The decision affects six of the more than 60 books authored by Dr. Seuss (the pen name of Theordor Seuss Geisel), including his 1937 debut, “And to Think I Saw It on Mulberry Street.”
None of the discontinued books were those most beloved by readers, such as “Cat in the Hat,”
“Green Eggs and Ham,” or “Oh, the Places You’ll Go.”
As soon as the announcement was made, typical battle lines were drawn. Cancel culture is destroying America! Fox News spent most of a day skewering the canceling of Dr. Seuss. House Minority Leader Kevin McCarthy appeared on television saying that “Dr. Seuss was outlawed.”
Charles Blow, in his column for the New York Times, wrote:
“Racism must be exorcised from culture, including, or maybe especially, from children’s culture. Teaching a child to hate or be ashamed of themselves is a sin against their innocence and a weight against their possibilities.”Charles Blow
In reality, Dr. Seuss has not been canceled. This was a decision made by a company attempting to preserve the author’s legacy while rejecting aspects of his work that don’t align with current social and cultural values. It wasn’t due to pressure from an angry woke mob or an order issued by an authoritarian, book-banning government.
For years, the Dr. Seuss canon has been criticized for racist leanings, but most people (white people) hadn’t a clue. We hadn’t noticed anything wrong with the books looking down from the pedestal of white privilege during bedtime reading. We didn’t know the imagery could be hurtful and harmful to a large segment of children.
I was speaking with someone who loved Dr. Seuss books as a child (who didn’t!). She was angry and disgusted by the decision to no longer license or print these books.
I carefully responded:
“It’s a complex issue without an easy answer. If you were a member of a historically marginalized group and subject to constant stereotyping, might you feel differently about the decision to stop printing these books?”
She immediately attacked me. Cancel culture run amok! People are overly sensitive! What next—“Gone With the Wind?” “Huckleberry Finn?”
Which brings me to the part where I’m conflicted. I support the estate’s decision to withdraw these books, but there is the question of how far do we go. Avoiding racist stereotypes is especially important in children’s and young adult literature, when early impressions are formed that become embedded in the psyche. Adult literature is a different beast.
Is it possible to include introductions to books, films, and other art deemed problematic and use this as an opportunity to draw attention to the issues, provide historical context, and educate readers?
Like I said, there’s no easy answer. But I do know that as an author, if I were accused of being racially or gender insensitive I would be mortified. In fact, I have been.
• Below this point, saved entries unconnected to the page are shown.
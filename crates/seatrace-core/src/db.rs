// SQLite persistence for rosters, raw session results, and rating rows.

use std::sync::{Mutex, MutexGuard};

use anyhow::{anyhow, Context, Result};
use chrono::{DateTime, NaiveDate, Utc};
use rusqlite::{params, Connection, OptionalExtension, TransactionBehavior};

use crate::race::{Athlete, AthleteId, AthleteStatus, Session, Side};
use crate::rating::elo::{Rating, RatingBook, RatingType};

/// How a newly recorded session reached the seat-race rating rows.
#[derive(Debug, Clone, PartialEq)]
pub enum RecordedSession {
    /// Applied on top of the current ratings; holds the rows it changed.
    Appended(Vec<Rating>),
    /// Dated before an already processed session, so the team's history was
    /// replayed in date order; holds every seat-race row.
    Replayed(Vec<Rating>),
}

impl RecordedSession {
    pub fn ratings(&self) -> &[Rating] {
        match self {
            RecordedSession::Appended(rows) | RecordedSession::Replayed(rows) => rows,
        }
    }
}

/// SQLite-backed store for everything the rating engine needs to survive a
/// restart: the team roster, every submitted session, which sessions have
/// been applied to ratings, and the current rating rows.
pub struct Database {
    conn: Mutex<Connection>,
}

impl Database {
    /// Open (or create) a SQLite database at `path` and ensure all tables
    /// exist. Pass `":memory:"` for an ephemeral in-memory database.
    pub fn open(path: &str) -> Result<Self> {
        let conn = Connection::open(path)
            .with_context(|| format!("failed to open database at {path}"))?;

        conn.execute_batch(
            "PRAGMA journal_mode = WAL;
             PRAGMA busy_timeout = 5000;
             PRAGMA foreign_keys = ON;",
        )
        .context("failed to set database pragmas")?;

        conn.execute_batch(
            "
            CREATE TABLE IF NOT EXISTS athletes (
                team_id TEXT NOT NULL,
                id      INTEGER NOT NULL,
                name    TEXT NOT NULL,
                side    TEXT NOT NULL,
                status  TEXT NOT NULL,
                PRIMARY KEY (team_id, id)
            );

            CREATE TABLE IF NOT EXISTS sessions (
                team_id      TEXT NOT NULL,
                id           TEXT NOT NULL,
                session_date TEXT NOT NULL,
                boat_class   TEXT NOT NULL,
                payload      TEXT NOT NULL,
                PRIMARY KEY (team_id, id)
            );

            CREATE TABLE IF NOT EXISTS processed_sessions (
                team_id      TEXT NOT NULL,
                session_id   TEXT NOT NULL,
                processed_at TEXT NOT NULL,
                PRIMARY KEY (team_id, session_id),
                FOREIGN KEY (team_id, session_id) REFERENCES sessions(team_id, id)
            );

            CREATE TABLE IF NOT EXISTS ratings (
                team_id         TEXT NOT NULL,
                athlete_id      INTEGER NOT NULL,
                rating_type     TEXT NOT NULL,
                value           REAL NOT NULL,
                confidence      REAL NOT NULL,
                races_count     INTEGER NOT NULL,
                last_calculated TEXT,
                PRIMARY KEY (team_id, athlete_id, rating_type)
            );

            CREATE INDEX IF NOT EXISTS idx_sessions_team_date ON sessions(team_id, session_date, id);
            ",
        )
        .context("failed to create database schema")?;

        Ok(Self {
            conn: Mutex::new(conn),
        })
    }

    /// Acquire the database connection.
    ///
    /// Panics if the mutex is poisoned (another thread panicked while
    /// holding the lock).
    fn conn(&self) -> MutexGuard<'_, Connection> {
        self.conn.lock().expect("database mutex poisoned")
    }

    // ------------------------------------------------------------------
    // Roster
    // ------------------------------------------------------------------

    /// Insert an athlete or update the existing `(team_id, id)` row.
    pub fn upsert_athlete(&self, team_id: &str, athlete: &Athlete) -> Result<()> {
        let conn = self.conn();
        conn.execute(
            "INSERT INTO athletes (team_id, id, name, side, status)
             VALUES (?1, ?2, ?3, ?4, ?5)
             ON CONFLICT(team_id, id) DO UPDATE SET
                name   = excluded.name,
                side   = excluded.side,
                status = excluded.status",
            params![
                team_id,
                athlete.id,
                athlete.name,
                athlete.side.display_str(),
                athlete.status.display_str(),
            ],
        )
        .context("failed to upsert athlete")?;
        Ok(())
    }

    /// Remove an athlete from the roster. Their results and rating rows stay.
    /// Returns `false` if no such athlete was registered.
    pub fn remove_athlete(&self, team_id: &str, athlete_id: AthleteId) -> Result<bool> {
        let conn = self.conn();
        let removed = conn
            .execute(
                "DELETE FROM athletes WHERE team_id = ?1 AND id = ?2",
                params![team_id, athlete_id],
            )
            .context("failed to remove athlete")?;
        Ok(removed > 0)
    }

    /// The team's roster, ordered by athlete id.
    pub fn load_roster(&self, team_id: &str) -> Result<Vec<Athlete>> {
        let conn = self.conn();
        let mut stmt = conn
            .prepare("SELECT id, name, side, status FROM athletes WHERE team_id = ?1 ORDER BY id")
            .context("failed to prepare load_roster query")?;

        let rows = stmt
            .query_map(params![team_id], |row| {
                Ok((
                    row.get::<_, AthleteId>(0)?,
                    row.get::<_, String>(1)?,
                    row.get::<_, String>(2)?,
                    row.get::<_, String>(3)?,
                ))
            })
            .context("failed to query roster")?
            .collect::<std::result::Result<Vec<_>, _>>()
            .context("failed to map roster rows")?;

        rows.into_iter()
            .map(|(id, name, side, status)| {
                Ok(Athlete {
                    id,
                    name,
                    side: Side::from_str_side(&side)
                        .ok_or_else(|| anyhow!("athlete {id} has unknown side {side:?}"))?,
                    status: AthleteStatus::from_str_status(&status)
                        .ok_or_else(|| anyhow!("athlete {id} has unknown status {status:?}"))?,
                })
            })
            .collect()
    }

    // ------------------------------------------------------------------
    // Sessions
    // ------------------------------------------------------------------

    /// All of a team's sessions in replay order (date, then id).
    pub fn load_sessions(&self, team_id: &str) -> Result<Vec<Session>> {
        let conn = self.conn();
        query_sessions(&conn, team_id)
    }

    pub fn is_session_processed(&self, team_id: &str, session_id: &str) -> Result<bool> {
        let conn = self.conn();
        query_processed(&conn, team_id, session_id)
    }

    /// Store a session and fold it into the team's seat-race ratings in one
    /// IMMEDIATE transaction.
    ///
    /// When the session sorts after every processed session of the team,
    /// `apply` receives the current seat-race rating book and returns the
    /// athletes it changed; only those rows are written. A back-dated
    /// session instead hands the team's whole history, in replay order, to
    /// `replay`, whose book replaces every seat-race row. Returns `None`
    /// without touching anything if the session was already processed.
    pub fn record_session_ratings<F, R>(
        &self,
        session: &Session,
        default_rating: f64,
        apply: F,
        replay: R,
    ) -> Result<Option<RecordedSession>>
    where
        F: FnOnce(&mut RatingBook) -> Result<Vec<AthleteId>>,
        R: FnOnce(Vec<Session>) -> Result<RatingBook>,
    {
        let mut conn = self.conn();
        let tx = conn
            .transaction_with_behavior(TransactionBehavior::Immediate)
            .context("failed to begin session transaction")?;

        if query_processed(&tx, &session.team_id, &session.id)? {
            return Ok(None);
        }
        let back_dated = query_latest_processed(&tx, &session.team_id)?
            .is_some_and(|latest| (session.date, session.id.as_str()) < (latest.0, latest.1.as_str()));

        let payload = serde_json::to_string(session).context("failed to serialize session")?;
        tx.execute(
            "INSERT OR REPLACE INTO sessions (team_id, id, session_date, boat_class, payload)
             VALUES (?1, ?2, ?3, ?4, ?5)",
            params![
                session.team_id,
                session.id,
                session.date.format("%Y-%m-%d").to_string(),
                session.boat_class.display_str(),
                payload,
            ],
        )
        .context("failed to save session")?;

        let recorded = if back_dated {
            let history = query_sessions(&tx, &session.team_id)?;
            let rows = replay(history)?.into_ratings();
            tx.execute(
                "DELETE FROM ratings WHERE team_id = ?1 AND rating_type = ?2",
                params![session.team_id, RatingType::SeatRaceElo.as_str()],
            )
            .context("failed to clear seat-race ratings")?;
            for rating in &rows {
                write_rating(&tx, &session.team_id, rating)?;
            }
            RecordedSession::Replayed(rows)
        } else {
            let current = query_ratings(&tx, &session.team_id, RatingType::SeatRaceElo)?;
            let mut book = RatingBook::from_ratings(RatingType::SeatRaceElo, default_rating, current);
            let touched = apply(&mut book)?;

            let mut updated = Vec::with_capacity(touched.len());
            for athlete_id in touched {
                if let Some(rating) = book.get(athlete_id) {
                    write_rating(&tx, &session.team_id, rating)?;
                    updated.push(rating.clone());
                }
            }
            RecordedSession::Appended(updated)
        };

        tx.execute(
            "INSERT INTO processed_sessions (team_id, session_id, processed_at) VALUES (?1, ?2, ?3)",
            params![session.team_id, session.id, Utc::now().to_rfc3339()],
        )
        .context("failed to mark session processed")?;

        tx.commit().context("failed to commit session ratings")?;
        Ok(Some(recorded))
    }

    // ------------------------------------------------------------------
    // Ratings
    // ------------------------------------------------------------------

    /// Rebuild every rating row of a team inside one IMMEDIATE transaction.
    ///
    /// `compute` receives the team's full session history in replay order
    /// and returns the complete new set of rating rows. The old rows are
    /// deleted and the new ones written before the transaction commits, so
    /// no reader or concurrent submission sees a partial replay. Returns the
    /// number of rows written.
    pub fn replace_team_ratings<F>(&self, team_id: &str, compute: F) -> Result<usize>
    where
        F: FnOnce(Vec<Session>) -> Result<Vec<Rating>>,
    {
        let mut conn = self.conn();
        let tx = conn
            .transaction_with_behavior(TransactionBehavior::Immediate)
            .context("failed to begin recalculation transaction")?;

        let sessions = query_sessions(&tx, team_id)?;
        let session_ids: Vec<String> = sessions.iter().map(|s| s.id.clone()).collect();
        let ratings = compute(sessions)?;

        tx.execute("DELETE FROM ratings WHERE team_id = ?1", params![team_id])
            .context("failed to clear team ratings")?;
        for rating in &ratings {
            write_rating(&tx, team_id, rating)?;
        }

        let now = Utc::now().to_rfc3339();
        for session_id in &session_ids {
            tx.execute(
                "INSERT OR IGNORE INTO processed_sessions (team_id, session_id, processed_at)
                 VALUES (?1, ?2, ?3)",
                params![team_id, session_id, now],
            )
            .context("failed to mark session processed")?;
        }

        tx.commit().context("failed to commit recalculated ratings")?;
        Ok(ratings.len())
    }

    /// A team's rating rows of one type, highest first.
    pub fn load_ratings(&self, team_id: &str, rating_type: RatingType) -> Result<Vec<Rating>> {
        let conn = self.conn();
        let mut ratings = query_ratings(&conn, team_id, rating_type)?;
        ratings.sort_by(|a, b| {
            b.value
                .partial_cmp(&a.value)
                .unwrap_or(std::cmp::Ordering::Equal)
                .then_with(|| a.athlete_id.cmp(&b.athlete_id))
        });
        Ok(ratings)
    }

    pub fn load_rating(
        &self,
        team_id: &str,
        athlete_id: AthleteId,
        rating_type: RatingType,
    ) -> Result<Option<Rating>> {
        let conn = self.conn();
        let row = conn
            .query_row(
                "SELECT athlete_id, value, confidence, races_count, last_calculated
                 FROM ratings WHERE team_id = ?1 AND athlete_id = ?2 AND rating_type = ?3",
                params![team_id, athlete_id, rating_type.as_str()],
                |row| {
                    Ok((
                        row.get::<_, AthleteId>(0)?,
                        row.get::<_, f64>(1)?,
                        row.get::<_, f64>(2)?,
                        row.get::<_, u32>(3)?,
                        row.get::<_, Option<String>>(4)?,
                    ))
                },
            )
            .optional()
            .context("failed to query rating")?;
        row.map(|r| rating_from_row(rating_type, r)).transpose()
    }
}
In my novel “Stash” there is only one Black character: he’s a secondary character, a former NFL player turned drug-dealer and villain. At the time I was writing the novel, I hadn’t considered what hole I might be digging for myself. After the novel was published, I was doing a book talk in my town and a reader (who was Black) came up to me and told me how much he liked the book. So it still hadn’t registered on me what mistake I might have made. Only after one reader posted an online review that mentioned “racist undertones” in the novel did I wake up. And what did I do? I panicked. I didn’t want to be that author. I had made writing decisions that seemed to fit the story without considering what other impacts those decisions might have. That was a mistake on my part. Will I only write about middle-aged suburban white people now? Absolutely not. I want to expand, not contract, as a writer, but I’ll be more aware of the decisions I make and their potential ramifications. I read Black and Asian authors; I want them to read me.
As soon as the decision was made to no longer print or license these six Dr. Suess books, their online sales soared. Despisers of cancel culture celebrated, as if their position were proved correct. Sad.
Now, if only there were a run on the sales of “Stash.”